Science and philosophy There are always walked together in history:

Times of scientific sterility, have carried philosophical atrofia.

The question today is whether science leaves some space for philosophy. Or whether philosophy can respond to the real problems of the scientific world, to which philosophy: "Is perplexed, or admired" (principle of philosophical thinking, according to Aristotle).

Philosophy will today have its meaning if:

There are a number of problems that, escaping from the scientific field, reveal the need for philosophy, both for science itself, and especially for today's society.

What philosophy should NOT be for science:

A "know-it-all": Because today that is impossible, and it reduces philosophy to pure sterility.

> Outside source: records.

// Copyright (c) 2026 - present Nicholas D. Crosbie
// SPDX-License-Identifier: MIT

//! Live and final report rendering
//!
//! While events arrive the reporter prints one tag line per top-level test
//! (` RUN `, then ` PASS `/` FAIL `/` SKIP ` with a line per sub-test). At the end
//! of the stream it walks the registry in start order, prints the output of every
//! failed test and a one-line summary.

use std::io::{self, Write};

use gotest_events::registry::{Registry, RunSummary, Transition};
use gotest_events::result::{TestId, TestResult, TestStatus};
use owo_colors::{OwoColorize, Style};

use crate::resolver::SnippetResolver;
use crate::source::SourceLoader;
use crate::styles::Styles;

/// Rendering options
#[derive(Debug, Clone, Copy, Default, PartialEq, Eq)]
pub struct ReportOptions {
    /// Leave ` RUN ` lines open and overwrite them with the result
    ///
    /// Only sensible when stdout is a terminal.
    pub overwrite_run_line: bool,
    /// Append elapsed time to result lines
    pub show_elapsed: bool,
}

/// Writes the report for one run
pub struct Reporter<'a, W> {
    out: W,
    styles: &'a Styles,
    options: ReportOptions,
    /// Test whose ` RUN ` line was written without a newline
    open_run_line: Option<TestId>,
}

impl<'a, W: Write> Reporter<'a, W> {
    /// Create a reporter writing to `out`
    pub fn new(out: W, styles: &'a Styles, options: ReportOptions) -> Self {
        Self {
            out,
            styles,
            options,
            open_run_line: None,
        }
    }

    /// Consume the reporter, returning the writer
    pub fn into_inner(self) -> W {
        self.out
    }

    /// Print a line that was not a test event
    ///
    /// # Errors
    ///
    /// Returns an error if writing fails.
    pub fn passthrough(&mut self, line: &str) -> io::Result<()> {
        self.close_run_line()?;
        writeln!(self.out, "{line}")?;
        self.out.flush()
    }

    /// Render the effect of one applied event
    ///
    /// # Errors
    ///
    /// Returns an error if writing fails.
    pub fn transition(&mut self, registry: &Registry, transition: &Transition) -> io::Result<()> {
        match transition {
            Transition::Started(id) => self.started(*id, registry.get(*id)),
            Transition::Finished(id) => self.finished(*id, registry),
            Transition::Unclassified(output) => {
                self.close_run_line()?;
                writeln!(
                    self.out,
                    "{}",
                    output.trim_end_matches('\n').style(self.styles.dim)
                )?;
                self.out.flush()
            }
            Transition::SubtestStarted(_)
            | Transition::SubtestFinished(_)
            | Transition::Retained(_)
            | Transition::Dropped(..)
            | Transition::Ignored => Ok(()),
        }
    }

    fn started(&mut self, id: TestId, test: &TestResult) -> io::Result<()> {
        self.close_run_line()?;
        write!(
            self.out,
            "{} {} {}",
            " RUN ".style(self.styles.run_tag),
            test.package.style(self.styles.dim),
            test.name
        )?;
        if self.options.overwrite_run_line {
            self.open_run_line = Some(id);
        } else {
            writeln!(self.out)?;
        }
        self.out.flush()
    }

    fn finished(&mut self, id: TestId, registry: &Registry) -> io::Result<()> {
        if self.open_run_line == Some(id) {
            write!(self.out, "\r")?;
            self.open_run_line = None;
        } else {
            self.close_run_line()?;
        }

        let test = registry.get(id);
        write!(
            self.out,
            "{} {} {}",
            self.tag(test.status),
            test.package.style(self.styles.dim),
            test.name
        )?;
        if self.options.show_elapsed {
            if let Some(elapsed) = test.elapsed_display() {
                write!(self.out, " {}", format!("({elapsed})").style(self.styles.dim))?;
            }
        }
        writeln!(self.out)?;
        self.children(registry, test)?;
        self.out.flush()
    }

    fn children(&mut self, registry: &Registry, test: &TestResult) -> io::Result<()> {
        for child in registry.children(test) {
            let (glyph, style) = self.glyph(child.status);
            writeln!(
                self.out,
                "\t{} {}",
                glyph.style(style),
                child.name_under(&test.name).style(self.styles.dim)
            )?;
        }
        Ok(())
    }

    fn tag(&self, status: TestStatus) -> String {
        match status {
            TestStatus::Passed => " PASS ".style(self.styles.pass_tag).to_string(),
            TestStatus::Failed => " FAIL ".style(self.styles.fail_tag).to_string(),
            TestStatus::Skipped => " SKIP ".style(self.styles.skip_tag).to_string(),
            TestStatus::Running => " RUN ".style(self.styles.run_tag).to_string(),
        }
    }

    fn glyph(&self, status: TestStatus) -> (&'static str, Style) {
        match status {
            TestStatus::Passed => ("✓", self.styles.success),
            TestStatus::Skipped => ("-", self.styles.skipped),
            TestStatus::Failed | TestStatus::Running => ("✕", self.styles.failure),
        }
    }

    fn close_run_line(&mut self) -> io::Result<()> {
        if self.open_run_line.take().is_some() {
            writeln!(self.out)?;
        }
        Ok(())
    }

    /// Print the failure details and the summary line
    ///
    /// Failed top-level tests are listed in the order they started, each with its
    /// sub-test lines and rendered output, followed by the output of its failed
    /// sub-tests.
    ///
    /// # Errors
    ///
    /// Returns an error if writing fails.
    pub fn finish<L: SourceLoader + ?Sized>(
        &mut self,
        registry: &Registry,
        resolver: &SnippetResolver<'_, L>,
    ) -> io::Result<RunSummary> {
        self.close_run_line()?;

        for test in registry.top_level().filter(|t| t.failed()) {
            self.failure_header(test)?;
            self.children(registry, test)?;
            if !test.output_lines.is_empty() {
                resolver.render_output(&mut self.out, test)?;
            }

            for child in registry
                .children(test)
                .filter(|c| c.failed() && !c.output_lines.is_empty())
            {
                self.failure_header(child)?;
                resolver.render_output(&mut self.out, child)?;
            }
        }

        let summary = registry.summary();
        self.summary(&summary)?;
        self.out.flush()?;
        Ok(summary)
    }

    fn failure_header(&mut self, test: &TestResult) -> io::Result<()> {
        writeln!(
            self.out,
            "\n{} - {}:",
            test.package.style(self.styles.dim),
            test.name.style(self.styles.failure)
        )
    }

    fn summary(&mut self, summary: &RunSummary) -> io::Result<()> {
        write!(
            self.out,
            "\nSummary:  {}, {}",
            format!("{} passed", summary.passed).style(self.styles.success),
            format!("{} failed", summary.failed).style(self.styles.failure)
        )?;
        if summary.skipped > 0 {
            write!(
                self.out,
                ", {}",
                format!("{} skipped", summary.skipped).style(self.styles.skipped)
            )?;
        }
        writeln!(self.out, ", {} total", summary.total())
    }
}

A "deep knowledge", in the face of "superficial" scientific knowledge: this leads to the discredit of philosophy.

A servant of Science, as it was of theology: it would deprive philosophy of freedom, and make science the "only" mode of thought and knowledge of reality.

Today it is unencouraged to consider that scientific knowledge is not infallible: science is based on the "reasonable" or "the probable".

Rather than seeking "truth," science seeks "coherence," because for her pure objectivity does not exist.

Scientists who despise philosophy, do it "doing philosophy." It is necessary to make a philosophy of science.

What do the scientists think the philosophy of "science" should be (what to do)?

To provide the solid "foundation" of Science. (Brian Blanshard).

Develop a theory of knowledge. (K. Popper).

To build a scientific language (Paul Lorenzen).

To make a critique of science (J. Habermas).

The current need for a philosophy of science:

Origin: In doubting about the excellence of science

Seeing it as a "unique" knowledge.

Seeing it as having the only valid method to know the reality, and obtain effective results.

Others see it as a "myth."

Where do these positions come from?

Of the work of Th. Kuhn "The Structure of Revolutions".

It is said that in the evolution of science, it decides not only the facts, the logic and the methodology, but also the techniques of persuasive argumentation. This argument provides "paradigms" or "universally recognized scientific realizations that for a certain time proportional models of problems and solutions applicable to the scientific community".

The scientific Revolutions (paradigm shift) are compared with the political revolutions: the one that accepts a paradigm depends on it being accepted by a specific community. In This field it plays not only the logic but the persuasive argumentation ("the Rally").

The consequence of all this is: "Methodological anarchism", which sees science as a fairy tale, whose success is the result of the combination of creativity and control:

Scientists have ideas.

They also have a method for perfecting them.

The ideas submitted to the scientific method give a better account of the world than those that have not passed through the test of that method.

But there is no single method (magic wand) that universally guarantees scientific truth (as there is no idea of universal rationality, in philosophy).

Therefore, all methods are "valid" (Anarchy).

The evolution of the scientific method is similar to the artistic evolution. It is a question of "taste" (and not of "truth"), and of "persuasion" rather than "demonstration".

Need for a philosophy of science: to be able to discuss in depth the issues raised by Kuhn, to make it impossible for science to dispense with philosophy.

Philosophy must reflect on its own foundations and on its validity. Today scientists are restless, and only philosophy can quench that concern.

This "new" philosophy should not be isolated and static. It must be part of the real, material and social changing world.

It should not be done from a logical-abstract and Apriorista analysis.

Yes, from an active experience of using science in relation to their social tasks. "Itcan be that, like the men who made the tower of Babel in the hope of reaching the sky, men who seek the secrets of the atom are punished for their impiety by accident receiving the means of exterminating the human race and perhaps the life of this planet" (Belton n Russell).

Philosophy must allow man to make a civilized science: capable of liberating man (not to threaten him with death); Eliminate oppression and fear (foster peace and prosperity).